Cellphone service is the only service that isn’t a monopoly. We can choose from a lengthy list of providers. The difference for cellphone service is that Verizon is the only carrier that actually has functioning service out here. We have an unlimited plan, and in a rural community few contenders pulling from the data pool. Our mobile hotspots work like magic, just not magical enough to satisfy my family’s compulsive use.
My hotspot is perfect for me, even better that I’m completely disconnected from the distractions of social media and the cesspool of misinformation on the World Wide Web while I’m writing. Then once I’m ready to send it off to an editor or publish it, I just flip on my hotspot and click submit. I can do this from anywhere at anytime. This also keeps me focused. A common symptom of depression is difficulty focusing.

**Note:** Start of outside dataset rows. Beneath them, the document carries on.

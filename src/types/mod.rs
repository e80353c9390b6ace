//! Shared types for the notary engine

pub mod error;

pub use error::{NotaryError, Result};
//! Configuration for the notary engine
//!
//! CLI arguments and environment variable handling using clap.

use std::net::SocketAddr;
use std::path::PathBuf;
use std::time::Duration;

use clap::Parser;

use crate::chain::units::parse_native;
use crate::service::PipelineConfig;
use crate::types::{NotaryError, Result};

/// EquiChain notary - anchors welfare claim verdicts on a public ledger
#[derive(Parser, Debug, Clone)]
#[command(name = "equichain-notary")]
#[command(about = "Eligibility notarization engine for welfare scheme claims")]
pub struct Args {
    /// Address to listen on
    #[arg(long, env = "LISTEN", default_value = "0.0.0.0:8085")]
    pub listen: SocketAddr,

    /// Ledger node JSON-RPC endpoint
    #[arg(long, env = "LEDGER_RPC_URL", default_value = "http://localhost:8545")]
    pub rpc_url: String,

    /// Hex-encoded signing key for the notarization account (required).
    /// Accepted with or without the 0x prefix.
    #[arg(long, env = "SIGNING_KEY", hide_env_values = true)]
    pub signing_key: Option<String>,

    /// Path to the claim ledger database
    #[arg(long, env = "CLAIM_DB", default_value = "claims.db")]
    pub claim_db: PathBuf,

    /// Path to the trusted identity record dataset (JSON)
    #[arg(long, env = "TRUSTED_RECORDS", default_value = "data/trusted_records.json")]
    pub trusted_records: PathBuf,

    /// Minimum account balance, in native units, required before a
    /// submission is attempted
    #[arg(long, env = "FUNDS_FLOOR", default_value = "0.01")]
    pub funds_floor: String,

    /// How long to wait for transaction confirmation, in seconds
    #[arg(long, env = "CONFIRM_TIMEOUT_SECS", default_value = "180")]
    pub confirm_timeout_secs: u64,

    /// Delay between confirmation polls, in milliseconds
    #[arg(long, env = "POLL_INTERVAL_MS", default_value = "2000")]
    pub poll_interval_ms: u64,

    /// Log level (trace, debug, info, warn, error)
    #[arg(long, env = "LOG_LEVEL", default_value = "info")]
    pub log_level: String,
}

impl Args {
    /// Validate configuration
    pub fn validate(&self) -> Result<()> {
        if self.signing_key.as_deref().map_or(true, |k| k.trim().is_empty()) {
            return Err(NotaryError::Config(
                "SIGNING_KEY is required".to_string(),
            ));
        }

        parse_native(&self.funds_floor).map_err(|e| {
            NotaryError::Config(format!("FUNDS_FLOOR is not a valid amount: {}", e))
        })?;

        if self.poll_interval_ms == 0 {
            return Err(NotaryError::Config(
                "POLL_INTERVAL_MS must be positive".to_string(),
            ));
        }

        Ok(())
    }

    /// Funds floor in base units
    pub fn funds_floor_base(&self) -> Result<u128> {
        parse_native(&self.funds_floor)
    }

    /// Pipeline tunables derived from the arguments
    pub fn pipeline_config(&self) -> Result<PipelineConfig> {
        Ok(PipelineConfig {
            funds_floor: self.funds_floor_base()?,
            confirm_timeout: Duration::from_secs(self.confirm_timeout_secs),
            poll_interval: Duration::from_millis(self.poll_interval_ms),
        })
    }
}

Internet connection and a hotspot are merely added bonuses and not at all why I pay out the ass for cellphone service. I want all of us to be able to call 911 in an emergency and if one of our cars break down during a 30 mile stretch of desolate farmland, we can call for help. If we go outdoors during winter weather we have GPS locators in our pockets. We have an instant map if we need it and so on, et cetera.
According to every self-help article on the web the internet is bad for us, anyway. It causes obesity, spreads hate and jealously, and brainwashes us. Since the early 2000’s its turned the world 100% monochrome and all humans with access, duck faced.

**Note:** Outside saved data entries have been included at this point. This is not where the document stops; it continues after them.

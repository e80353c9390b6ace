//! SQLite-backed claim ledger

use std::path::Path;
use std::sync::Mutex;

use chrono::{DateTime, Utc};
use rusqlite::{params, Connection, OptionalExtension, Row};
use tracing::info;

use super::{Claim, ClaimStore};
use crate::types::{NotaryError, Result};

const SCHEMA: &str = r#"
CREATE TABLE IF NOT EXISTS claims (
    id TEXT PRIMARY KEY NOT NULL,
    user_hash TEXT NOT NULL,
    user_name TEXT NOT NULL,
    scheme TEXT NOT NULL,
    timestamp TEXT NOT NULL,
    token_code TEXT NOT NULL UNIQUE,
    is_eligible INTEGER NOT NULL,
    blockchain_hash TEXT NOT NULL
);

CREATE INDEX IF NOT EXISTS idx_claims_tx_hash ON claims(blockchain_hash);
"#;

/// Durable claim ledger on a single SQLite connection
pub struct SqliteClaimLedger {
    conn: Mutex<Connection>,
}

impl SqliteClaimLedger {
    /// Open or create the ledger database at `path`
    pub fn open(path: &Path) -> Result<Self> {
        info!("Opening claim ledger at {}", path.display());

        let conn = Connection::open(path)
            .map_err(|e| NotaryError::Ledger(format!("failed to open ledger: {}", e)))?;

        // WAL keeps concurrent token lookups cheap while a claim is being
        // appended
        conn.execute_batch("PRAGMA journal_mode=WAL; PRAGMA synchronous=NORMAL;")
            .map_err(|e| NotaryError::Ledger(format!("failed to set PRAGMA: {}", e)))?;

        let ledger = Self {
            conn: Mutex::new(conn),
        };
        ledger.init_schema()?;
        Ok(ledger)
    }

    /// In-memory ledger (for tests)
    pub fn open_in_memory() -> Result<Self> {
        let conn = Connection::open_in_memory()
            .map_err(|e| NotaryError::Ledger(format!("failed to open in-memory ledger: {}", e)))?;

        let ledger = Self {
            conn: Mutex::new(conn),
        };
        ledger.init_schema()?;
        Ok(ledger)
    }

    fn init_schema(&self) -> Result<()> {
        let conn = self.lock()?;
        conn.execute_batch(SCHEMA)
            .map_err(|e| NotaryError::Ledger(format!("failed to create schema: {}", e)))?;
        Ok(())
    }

    fn lock(&self) -> Result<std::sync::MutexGuard<'_, Connection>> {
        self.conn
            .lock()
            .map_err(|e| NotaryError::Ledger(format!("lock poisoned: {}", e)))
    }

    fn from_row(row: &Row) -> std::result::Result<Claim, rusqlite::Error> {
        let timestamp: String = row.get("timestamp")?;
        let timestamp = DateTime::parse_from_rfc3339(&timestamp)
            .map(|t| t.with_timezone(&Utc))
            .map_err(|e| {
                rusqlite::Error::FromSqlConversionFailure(
                    4,
                    rusqlite::types::Type::Text,
                    Box::new(e),
                )
            })?;

        Ok(Claim {
            id: row.get("id")?,
            user_hash: row.get("user_hash")?,
            user_name: row.get("user_name")?,
            scheme: row.get("scheme")?,
            timestamp,
            token_code: row.get("token_code")?,
            is_eligible: row.get("is_eligible")?,
            blockchain_hash: row.get("blockchain_hash")?,
        })
    }
}

impl ClaimStore for SqliteClaimLedger {
    fn put(&self, claim: &Claim) -> Result<()> {
        let conn = self.lock()?;

        // Single INSERT: atomic, and the UNIQUE constraint on token_code is
        // the final word on collisions even across processes
        conn.execute(
            "INSERT INTO claims
                (id, user_hash, user_name, scheme, timestamp, token_code, is_eligible, blockchain_hash)
             VALUES (?1, ?2, ?3, ?4, ?5, ?6, ?7, ?8)",
            params![
                claim.id,
                claim.user_hash,
                claim.user_name,
                claim.scheme,
                claim.timestamp.to_rfc3339(),
                claim.token_code,
                claim.is_eligible,
                claim.blockchain_hash,
            ],
        )
        .map_err(|e| NotaryError::Ledger(format!("append failed: {}", e)))?;

        Ok(())
    }

    fn get(&self, token_code: &str) -> Result<Option<Claim>> {
        let conn = self.lock()?;
        conn.query_row(
            "SELECT * FROM claims WHERE token_code = ?1",
            params![token_code],
            Self::from_row,
        )
        .optional()
        .map_err(|e| NotaryError::Ledger(format!("lookup failed: {}", e)))
    }

    fn find_by_tx_hash(&self, hash: &str) -> Result<Option<Claim>> {
        let conn = self.lock()?;
        conn.query_row(
            "SELECT * FROM claims WHERE blockchain_hash = ?1 LIMIT 1",
            params![hash],
            Self::from_row,
        )
        .optional()
        .map_err(|e| NotaryError::Ledger(format!("lookup failed: {}", e)))
    }

    fn scan(&self) -> Result<Vec<Claim>> {
        let conn = self.lock()?;
        let mut stmt = conn
            .prepare("SELECT * FROM claims ORDER BY timestamp ASC")
            .map_err(|e| NotaryError::Ledger(format!("prepare failed: {}", e)))?;

        let rows = stmt
            .query_map([], Self::from_row)
            .map_err(|e| NotaryError::Ledger(format!("scan failed: {}", e)))?;

        rows.collect::<std::result::Result<Vec<_>, _>>()
            .map_err(|e| NotaryError::Ledger(format!("scan row failed: {}", e)))
    }
}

Not to mention there’s a plethora of benefits to disconnecting from the internet. We’ll be reducing the amount we see the word, “Trump” by 73% (*guesstimate). I could take the annual $1,200 I save and donate it to a different candidate’s campaign to help ensure we’ll never have to see that word plastered anywhere again.
We’ll genuinely be mindful of our usage because we won’t be able to pay the panic inducing electric bill if we’re not. When our only source of light is the glow of our smartphone screens my family will probably reconsider their revolt.
We can read the newspaper, listen to music on the transistor radio and entertain ourselves by eavesdropping on small town gossip, but what’s interesting to me isn’t interesting to the rest of my family, not even the idea of a temporary home address in Europe. It’s just not worth giving up their internet.